Per contrà. How difficult it is to learn any facts by hearsay we know. Other persons who ought to be good judges think the male side apt to be too warm in winter, especially at night, and consider the temperature on the female side quite sufficient.

Both sides are ventilated both by the windows and by the machinery by day in summer. Both sides are ventilated, each by its own different machinery, by night in summer, except that, exceptionally on hot summer nights, a window is opened two or three times in the night, or five minutes every hour.

Both sides are considered to be ventilated in winter mainly by the machinery by day; and both sides are entirely ventilated in winter by the machinery by night.

As far as can be made out from conflicting accounts, (conflicting from the very simple reason that one person will consider a ward, or drawing room, for that matter, airy which another will consider close; one, pleasantly warm, another too hot or too cold), it is practically found impossible to freshen the ward of a morning without opening some windows, and to keep it fresh during the day without now and then doing the same; and it is easier to open the windows on the male side in winter than on the female side.

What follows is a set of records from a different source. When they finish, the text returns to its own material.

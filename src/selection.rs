// ✅ Selection Store - durable record of selected rows
//
// Lives outside the document, so it survives every host re-render. Ids stay
// selected even while their row is missing from the page.

use indexmap::IndexSet;

/// Result of a toggle request
#[derive(Debug, Clone, Copy, PartialEq, Eq)]
pub enum ToggleOutcome {
    Added,
    AlreadySelected,
    /// Empty ids are never stored
    Ignored,
}

pub trait SelectionStore {
    fn is_selected(&self, id: &str) -> bool;

    /// Adds `id` if absent. Never removes.
    fn toggle(&mut self, id: &str) -> ToggleOutcome;

    /// Selected ids in insertion order
    fn selected_ids(&self) -> Vec<String>;

    fn len(&self) -> usize;

    fn is_empty(&self) -> bool {
        self.len() == 0
    }

    /// Explicit user reset; nothing in the engine calls this on its own
    fn clear(&mut self);
}

/// Insertion-ordered set of row ids
#[derive(Debug, Clone, Default)]
pub struct Selection {
    ids: IndexSet<String>,
}

impl Selection {
    pub fn new() -> Self {
        Self::default()
    }
}

impl SelectionStore for Selection {
    fn is_selected(&self, id: &str) -> bool {
        self.ids.contains(id)
    }

    fn toggle(&mut self, id: &str) -> ToggleOutcome {
        if id.is_empty() {
            return ToggleOutcome::Ignored;
        }
        if self.ids.insert(id.to_string()) {
            ToggleOutcome::Added
        } else {
            ToggleOutcome::AlreadySelected
        }
    }

    fn selected_ids(&self) -> Vec<String> {
        self.ids.iter().cloned().collect()
    }

    fn len(&self) -> usize {
        self.ids.len()
    }

    fn clear(&mut self) {
        self.ids.clear();
    }
}

impl<S: SelectionStore + ?Sized> SelectionStore for Box<S> {
    fn is_selected(&self, id: &str) -> bool {
        (**self).is_selected(id)
    }

    fn toggle(&mut self, id: &str) -> ToggleOutcome {
        (**self).toggle(id)
    }

    fn selected_ids(&self) -> Vec<String> {
        (**self).selected_ids()
    }

    fn len(&self) -> usize {
        (**self).len()
    }

    fn clear(&mut self) {
        (**self).clear()
    }
}

#[cfg(test)]
mod tests {
    use super::*;

    #[test]
    fn test_toggle_adds_once() {
        let mut selection = Selection::new();

        assert_eq!(selection.toggle("a"), ToggleOutcome::Added);
        assert_eq!(selection.toggle("a"), ToggleOutcome::AlreadySelected);

        assert!(selection.is_selected("a"));
        assert_eq!(selection.len(), 1);
    }

    #[test]
    fn test_toggle_never_removes() {
        let mut selection = Selection::new();
        selection.toggle("a");
        selection.toggle("a");
        selection.toggle("a");

        assert_eq!(selection.selected_ids(), vec!["a".to_string()]);
    }

    #[test]
    fn test_insertion_order_preserved() {
        let mut selection = Selection::new();
        for id in ["c", "a", "b", "a"] {
            selection.toggle(id);
        }

        assert_eq!(selection.selected_ids(), vec!["c", "a", "b"]);
    }

    #[test]
    fn test_empty_id_ignored() {
        let mut selection = Selection::new();

        assert_eq!(selection.toggle(""), ToggleOutcome::Ignored);
        assert!(selection.is_empty());
    }

    #[test]
    fn test_clear_is_explicit() {
        let mut selection: Box<dyn SelectionStore> = Box::new(Selection::new());
        selection.toggle("a");
        selection.clear();

        assert!(!selection.is_selected("a"));
        assert!(selection.is_empty());
    }
}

The ventilation on both sides is considered to work with equal efficiency during the whole of the day.

Of the eighteen wards, the ventilation on entering the wards at five a.m., when the ward nightwatch has generally not opened a single window, is certainly surprisingly good; i.e. the air is surprisingly little bad. But neither here, any more than anywhere else, are the wards effectually freshened, until the windows are, of course with proper caution, opened.

In both these particulars, no difference is to be observed between the male and female side.

In repeating that the Director, and other persons who ought to be good judges, consider the machinery of the male side the most expensive and the best, I add these things:

First. Since this machinery was erected, so far as concerns the steam engine, it is said that equally efficient and much less expensive engines have been erected in other Hospitals, among others, Necker and Beaujon. In both Hospitals, the plans of Duvoir and Van Heecke are in use, one on either side. But certainly, the system of outlets at Beaujon for the foul air is by no means so good as at the Lariboisière.

Secondly. If an accident happened to the machinery of the male side, which is in communication with the steam engine, the results might be very serious. Twice a stove has burst on that side, happily without damaging anything else than furniture near it; had patients been near it, they must have been hurt or killed: and an accident on a large scale might blow up not a small part of the Hospital.